(REQUIRED ACTION):
Find all lines with the word "over" in the material, then copy them.

(DATA PROVIDED):

^^^^^^^^

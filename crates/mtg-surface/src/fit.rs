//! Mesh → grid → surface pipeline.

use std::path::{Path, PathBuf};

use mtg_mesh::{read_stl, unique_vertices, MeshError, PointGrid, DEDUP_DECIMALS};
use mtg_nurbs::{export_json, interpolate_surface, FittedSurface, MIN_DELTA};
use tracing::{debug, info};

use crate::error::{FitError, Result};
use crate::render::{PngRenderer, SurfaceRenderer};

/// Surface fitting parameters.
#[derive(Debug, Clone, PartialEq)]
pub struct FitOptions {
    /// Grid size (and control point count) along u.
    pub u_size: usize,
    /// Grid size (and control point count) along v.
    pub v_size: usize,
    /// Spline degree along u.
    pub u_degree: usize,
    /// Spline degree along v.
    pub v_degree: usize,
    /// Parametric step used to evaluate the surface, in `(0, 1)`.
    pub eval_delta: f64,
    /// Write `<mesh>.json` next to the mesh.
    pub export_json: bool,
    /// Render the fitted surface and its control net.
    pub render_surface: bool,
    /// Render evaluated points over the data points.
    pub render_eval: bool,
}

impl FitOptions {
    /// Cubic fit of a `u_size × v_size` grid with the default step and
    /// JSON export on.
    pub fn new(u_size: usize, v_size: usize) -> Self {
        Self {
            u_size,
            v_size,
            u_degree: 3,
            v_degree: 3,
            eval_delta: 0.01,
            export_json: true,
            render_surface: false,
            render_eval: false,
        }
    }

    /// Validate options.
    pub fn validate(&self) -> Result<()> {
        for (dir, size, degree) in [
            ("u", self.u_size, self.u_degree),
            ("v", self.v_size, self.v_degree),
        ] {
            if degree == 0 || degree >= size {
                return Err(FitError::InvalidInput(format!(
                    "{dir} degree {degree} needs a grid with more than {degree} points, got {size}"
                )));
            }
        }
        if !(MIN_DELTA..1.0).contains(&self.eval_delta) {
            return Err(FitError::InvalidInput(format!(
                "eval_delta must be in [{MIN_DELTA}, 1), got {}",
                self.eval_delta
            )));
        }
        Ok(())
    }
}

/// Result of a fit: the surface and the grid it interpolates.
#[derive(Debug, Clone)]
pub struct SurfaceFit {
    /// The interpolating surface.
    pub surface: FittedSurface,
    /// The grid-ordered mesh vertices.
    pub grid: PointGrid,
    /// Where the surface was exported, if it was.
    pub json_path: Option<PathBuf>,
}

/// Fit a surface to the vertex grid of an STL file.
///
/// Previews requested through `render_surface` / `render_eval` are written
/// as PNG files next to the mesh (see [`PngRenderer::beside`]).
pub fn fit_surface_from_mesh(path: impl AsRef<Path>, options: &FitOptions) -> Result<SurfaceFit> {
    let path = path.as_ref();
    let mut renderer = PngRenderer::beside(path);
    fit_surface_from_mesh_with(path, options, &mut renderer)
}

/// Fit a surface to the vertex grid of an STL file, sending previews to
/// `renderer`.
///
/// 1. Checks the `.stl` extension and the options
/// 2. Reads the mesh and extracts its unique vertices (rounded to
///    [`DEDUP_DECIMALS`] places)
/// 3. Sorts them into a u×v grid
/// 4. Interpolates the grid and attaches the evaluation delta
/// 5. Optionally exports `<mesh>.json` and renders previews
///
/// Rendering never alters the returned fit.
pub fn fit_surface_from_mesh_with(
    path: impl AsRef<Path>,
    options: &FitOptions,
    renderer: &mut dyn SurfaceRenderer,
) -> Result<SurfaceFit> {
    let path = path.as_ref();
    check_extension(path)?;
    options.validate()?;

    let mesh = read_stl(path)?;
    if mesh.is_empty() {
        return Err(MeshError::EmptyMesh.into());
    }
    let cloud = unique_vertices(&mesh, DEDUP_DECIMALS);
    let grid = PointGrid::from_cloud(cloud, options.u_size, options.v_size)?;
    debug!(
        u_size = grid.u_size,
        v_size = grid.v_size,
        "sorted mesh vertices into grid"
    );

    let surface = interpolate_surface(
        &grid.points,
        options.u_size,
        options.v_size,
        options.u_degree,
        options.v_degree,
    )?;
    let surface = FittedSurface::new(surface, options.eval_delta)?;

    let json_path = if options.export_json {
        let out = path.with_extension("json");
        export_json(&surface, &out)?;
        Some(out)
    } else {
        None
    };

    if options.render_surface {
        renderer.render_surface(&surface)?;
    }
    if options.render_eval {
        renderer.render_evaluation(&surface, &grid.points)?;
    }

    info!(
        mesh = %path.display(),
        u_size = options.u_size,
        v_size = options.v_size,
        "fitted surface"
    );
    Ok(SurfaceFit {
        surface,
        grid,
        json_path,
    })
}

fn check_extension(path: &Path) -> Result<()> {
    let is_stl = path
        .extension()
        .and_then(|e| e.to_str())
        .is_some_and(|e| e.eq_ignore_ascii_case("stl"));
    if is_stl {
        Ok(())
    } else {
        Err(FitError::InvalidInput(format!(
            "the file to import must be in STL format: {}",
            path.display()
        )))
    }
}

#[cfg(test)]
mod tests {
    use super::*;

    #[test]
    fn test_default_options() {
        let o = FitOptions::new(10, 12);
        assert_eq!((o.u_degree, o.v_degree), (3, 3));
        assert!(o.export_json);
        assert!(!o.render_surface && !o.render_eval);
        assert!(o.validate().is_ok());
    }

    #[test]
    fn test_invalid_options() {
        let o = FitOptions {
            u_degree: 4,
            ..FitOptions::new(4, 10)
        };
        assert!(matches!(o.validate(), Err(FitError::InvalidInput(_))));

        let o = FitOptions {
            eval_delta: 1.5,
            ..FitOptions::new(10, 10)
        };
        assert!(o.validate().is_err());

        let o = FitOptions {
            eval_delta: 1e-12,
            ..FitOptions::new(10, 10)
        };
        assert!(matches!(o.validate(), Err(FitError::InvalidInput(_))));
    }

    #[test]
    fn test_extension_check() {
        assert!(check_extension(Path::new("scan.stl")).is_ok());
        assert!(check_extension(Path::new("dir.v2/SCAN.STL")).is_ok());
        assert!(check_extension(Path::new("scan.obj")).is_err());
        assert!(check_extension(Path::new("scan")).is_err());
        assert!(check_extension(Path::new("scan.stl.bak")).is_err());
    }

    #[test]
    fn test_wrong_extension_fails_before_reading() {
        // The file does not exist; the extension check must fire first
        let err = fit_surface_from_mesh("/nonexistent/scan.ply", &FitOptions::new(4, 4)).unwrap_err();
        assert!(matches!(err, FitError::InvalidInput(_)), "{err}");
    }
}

^^^^^^^^

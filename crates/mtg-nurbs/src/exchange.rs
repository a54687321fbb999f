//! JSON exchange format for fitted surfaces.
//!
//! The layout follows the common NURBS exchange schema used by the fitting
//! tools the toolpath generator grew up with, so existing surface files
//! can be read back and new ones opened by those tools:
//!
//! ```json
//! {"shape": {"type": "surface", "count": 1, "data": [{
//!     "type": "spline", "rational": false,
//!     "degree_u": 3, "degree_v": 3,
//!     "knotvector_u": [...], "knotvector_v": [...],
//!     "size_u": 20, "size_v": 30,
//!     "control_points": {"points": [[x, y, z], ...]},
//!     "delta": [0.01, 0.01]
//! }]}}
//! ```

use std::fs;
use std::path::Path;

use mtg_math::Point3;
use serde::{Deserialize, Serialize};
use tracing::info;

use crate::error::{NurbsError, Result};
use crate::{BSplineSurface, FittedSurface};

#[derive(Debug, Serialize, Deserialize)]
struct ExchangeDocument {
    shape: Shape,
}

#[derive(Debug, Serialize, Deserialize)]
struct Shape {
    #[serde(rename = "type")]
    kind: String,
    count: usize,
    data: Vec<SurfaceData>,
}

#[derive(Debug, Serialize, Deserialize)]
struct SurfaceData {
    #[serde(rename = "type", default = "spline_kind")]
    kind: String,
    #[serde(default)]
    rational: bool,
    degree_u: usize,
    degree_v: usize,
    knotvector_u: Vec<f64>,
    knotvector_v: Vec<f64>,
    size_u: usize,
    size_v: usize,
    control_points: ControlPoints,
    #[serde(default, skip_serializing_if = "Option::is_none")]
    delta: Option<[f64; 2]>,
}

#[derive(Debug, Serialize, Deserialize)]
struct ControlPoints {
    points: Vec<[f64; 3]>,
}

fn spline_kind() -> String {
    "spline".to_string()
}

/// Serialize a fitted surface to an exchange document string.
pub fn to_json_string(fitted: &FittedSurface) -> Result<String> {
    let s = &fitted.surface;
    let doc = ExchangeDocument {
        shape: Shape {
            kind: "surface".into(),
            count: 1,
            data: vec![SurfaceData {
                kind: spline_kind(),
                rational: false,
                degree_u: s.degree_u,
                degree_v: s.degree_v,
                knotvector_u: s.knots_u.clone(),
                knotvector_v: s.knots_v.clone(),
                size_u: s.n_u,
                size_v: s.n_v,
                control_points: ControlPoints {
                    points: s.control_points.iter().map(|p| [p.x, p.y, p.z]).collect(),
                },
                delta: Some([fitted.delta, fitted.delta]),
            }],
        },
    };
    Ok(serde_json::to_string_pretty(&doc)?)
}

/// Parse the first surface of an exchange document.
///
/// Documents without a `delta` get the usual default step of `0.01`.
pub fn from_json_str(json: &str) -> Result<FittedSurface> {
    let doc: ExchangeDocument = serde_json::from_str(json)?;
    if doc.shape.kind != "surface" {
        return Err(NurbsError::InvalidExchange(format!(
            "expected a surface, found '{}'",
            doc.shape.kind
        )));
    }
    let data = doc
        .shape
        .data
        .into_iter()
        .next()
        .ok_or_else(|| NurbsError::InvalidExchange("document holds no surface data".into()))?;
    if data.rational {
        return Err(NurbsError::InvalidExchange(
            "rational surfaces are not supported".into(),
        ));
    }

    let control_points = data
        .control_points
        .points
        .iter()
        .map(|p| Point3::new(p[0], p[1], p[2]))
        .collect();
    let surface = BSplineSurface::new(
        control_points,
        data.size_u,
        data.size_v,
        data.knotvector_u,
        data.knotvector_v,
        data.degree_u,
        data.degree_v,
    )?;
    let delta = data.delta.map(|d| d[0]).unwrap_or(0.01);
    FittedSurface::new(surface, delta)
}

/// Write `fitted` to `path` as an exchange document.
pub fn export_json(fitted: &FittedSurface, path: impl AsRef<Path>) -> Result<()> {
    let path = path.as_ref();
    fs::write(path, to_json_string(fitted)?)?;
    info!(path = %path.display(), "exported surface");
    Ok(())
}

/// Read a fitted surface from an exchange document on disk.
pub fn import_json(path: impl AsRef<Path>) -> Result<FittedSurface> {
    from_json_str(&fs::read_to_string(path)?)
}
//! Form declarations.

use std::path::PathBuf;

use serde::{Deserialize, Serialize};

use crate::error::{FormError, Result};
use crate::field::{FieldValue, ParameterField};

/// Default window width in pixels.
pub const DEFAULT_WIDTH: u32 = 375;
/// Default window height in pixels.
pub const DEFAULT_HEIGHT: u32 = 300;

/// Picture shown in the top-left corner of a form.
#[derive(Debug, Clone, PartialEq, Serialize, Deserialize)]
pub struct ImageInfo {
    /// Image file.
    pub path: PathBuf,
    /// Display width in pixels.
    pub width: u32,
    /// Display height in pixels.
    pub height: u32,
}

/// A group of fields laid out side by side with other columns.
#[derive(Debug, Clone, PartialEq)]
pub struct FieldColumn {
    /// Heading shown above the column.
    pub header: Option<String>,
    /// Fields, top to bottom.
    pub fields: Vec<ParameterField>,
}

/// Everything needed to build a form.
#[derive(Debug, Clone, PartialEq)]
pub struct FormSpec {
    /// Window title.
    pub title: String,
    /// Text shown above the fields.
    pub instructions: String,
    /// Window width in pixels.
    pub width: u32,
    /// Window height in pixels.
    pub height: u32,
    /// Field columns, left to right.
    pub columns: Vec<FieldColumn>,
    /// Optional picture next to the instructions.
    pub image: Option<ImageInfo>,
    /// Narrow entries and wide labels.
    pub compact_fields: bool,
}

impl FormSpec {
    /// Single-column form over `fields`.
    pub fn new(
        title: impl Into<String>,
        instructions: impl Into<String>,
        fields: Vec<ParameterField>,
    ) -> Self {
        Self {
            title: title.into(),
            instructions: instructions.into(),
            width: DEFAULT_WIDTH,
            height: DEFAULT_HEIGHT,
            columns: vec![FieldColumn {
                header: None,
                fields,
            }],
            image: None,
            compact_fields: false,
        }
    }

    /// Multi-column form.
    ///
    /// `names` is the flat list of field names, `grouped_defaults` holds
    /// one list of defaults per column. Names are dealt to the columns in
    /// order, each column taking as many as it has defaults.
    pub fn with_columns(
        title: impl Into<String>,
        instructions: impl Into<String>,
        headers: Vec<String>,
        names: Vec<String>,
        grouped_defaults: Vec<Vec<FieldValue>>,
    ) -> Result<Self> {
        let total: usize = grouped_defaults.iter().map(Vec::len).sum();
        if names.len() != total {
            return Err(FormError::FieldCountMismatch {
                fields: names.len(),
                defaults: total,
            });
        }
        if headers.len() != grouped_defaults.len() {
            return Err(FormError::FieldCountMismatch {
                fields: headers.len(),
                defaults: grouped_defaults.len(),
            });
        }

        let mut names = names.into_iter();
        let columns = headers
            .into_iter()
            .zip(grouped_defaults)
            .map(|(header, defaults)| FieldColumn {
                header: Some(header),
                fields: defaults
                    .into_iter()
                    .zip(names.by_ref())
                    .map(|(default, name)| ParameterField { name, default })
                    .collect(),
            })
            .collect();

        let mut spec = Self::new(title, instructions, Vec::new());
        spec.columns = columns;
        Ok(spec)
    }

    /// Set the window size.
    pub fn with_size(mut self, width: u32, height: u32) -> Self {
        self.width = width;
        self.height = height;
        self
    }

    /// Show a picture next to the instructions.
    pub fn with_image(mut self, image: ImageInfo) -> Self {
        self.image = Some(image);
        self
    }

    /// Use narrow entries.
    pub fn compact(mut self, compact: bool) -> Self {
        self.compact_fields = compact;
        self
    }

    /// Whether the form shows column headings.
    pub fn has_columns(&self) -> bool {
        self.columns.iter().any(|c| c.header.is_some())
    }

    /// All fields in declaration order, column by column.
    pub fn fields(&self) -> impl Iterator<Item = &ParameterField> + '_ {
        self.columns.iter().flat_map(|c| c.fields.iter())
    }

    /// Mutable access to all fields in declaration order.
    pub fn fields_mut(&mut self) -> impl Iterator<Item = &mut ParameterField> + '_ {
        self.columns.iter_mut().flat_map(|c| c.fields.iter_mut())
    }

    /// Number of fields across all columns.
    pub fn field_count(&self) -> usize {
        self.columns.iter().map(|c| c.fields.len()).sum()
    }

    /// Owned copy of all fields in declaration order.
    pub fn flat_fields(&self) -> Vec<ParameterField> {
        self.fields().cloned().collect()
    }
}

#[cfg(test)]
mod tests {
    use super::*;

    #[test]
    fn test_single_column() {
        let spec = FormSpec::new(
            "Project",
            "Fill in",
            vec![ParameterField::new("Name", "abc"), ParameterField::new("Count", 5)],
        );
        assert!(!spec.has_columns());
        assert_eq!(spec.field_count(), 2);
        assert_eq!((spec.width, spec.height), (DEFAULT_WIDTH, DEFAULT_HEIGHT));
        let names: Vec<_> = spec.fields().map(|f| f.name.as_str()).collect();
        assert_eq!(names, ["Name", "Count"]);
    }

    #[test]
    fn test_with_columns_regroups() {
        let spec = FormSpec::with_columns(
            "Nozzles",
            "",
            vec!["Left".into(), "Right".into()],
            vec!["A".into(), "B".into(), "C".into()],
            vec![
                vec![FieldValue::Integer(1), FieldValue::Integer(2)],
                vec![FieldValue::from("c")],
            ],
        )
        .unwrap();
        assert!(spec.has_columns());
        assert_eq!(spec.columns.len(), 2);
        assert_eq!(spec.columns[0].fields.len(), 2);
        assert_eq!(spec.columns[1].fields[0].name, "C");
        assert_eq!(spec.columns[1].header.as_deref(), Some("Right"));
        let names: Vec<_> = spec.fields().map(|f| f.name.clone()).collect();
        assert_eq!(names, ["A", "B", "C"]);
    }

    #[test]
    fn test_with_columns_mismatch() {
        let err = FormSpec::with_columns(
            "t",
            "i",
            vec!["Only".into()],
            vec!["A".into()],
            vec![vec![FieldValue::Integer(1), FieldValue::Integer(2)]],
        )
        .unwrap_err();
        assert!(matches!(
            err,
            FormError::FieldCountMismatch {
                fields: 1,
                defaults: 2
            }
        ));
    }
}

^^^^^^^^

(REPLY):
    /// Render evaluated points over the data points.
    /// Single-column form over `fields`.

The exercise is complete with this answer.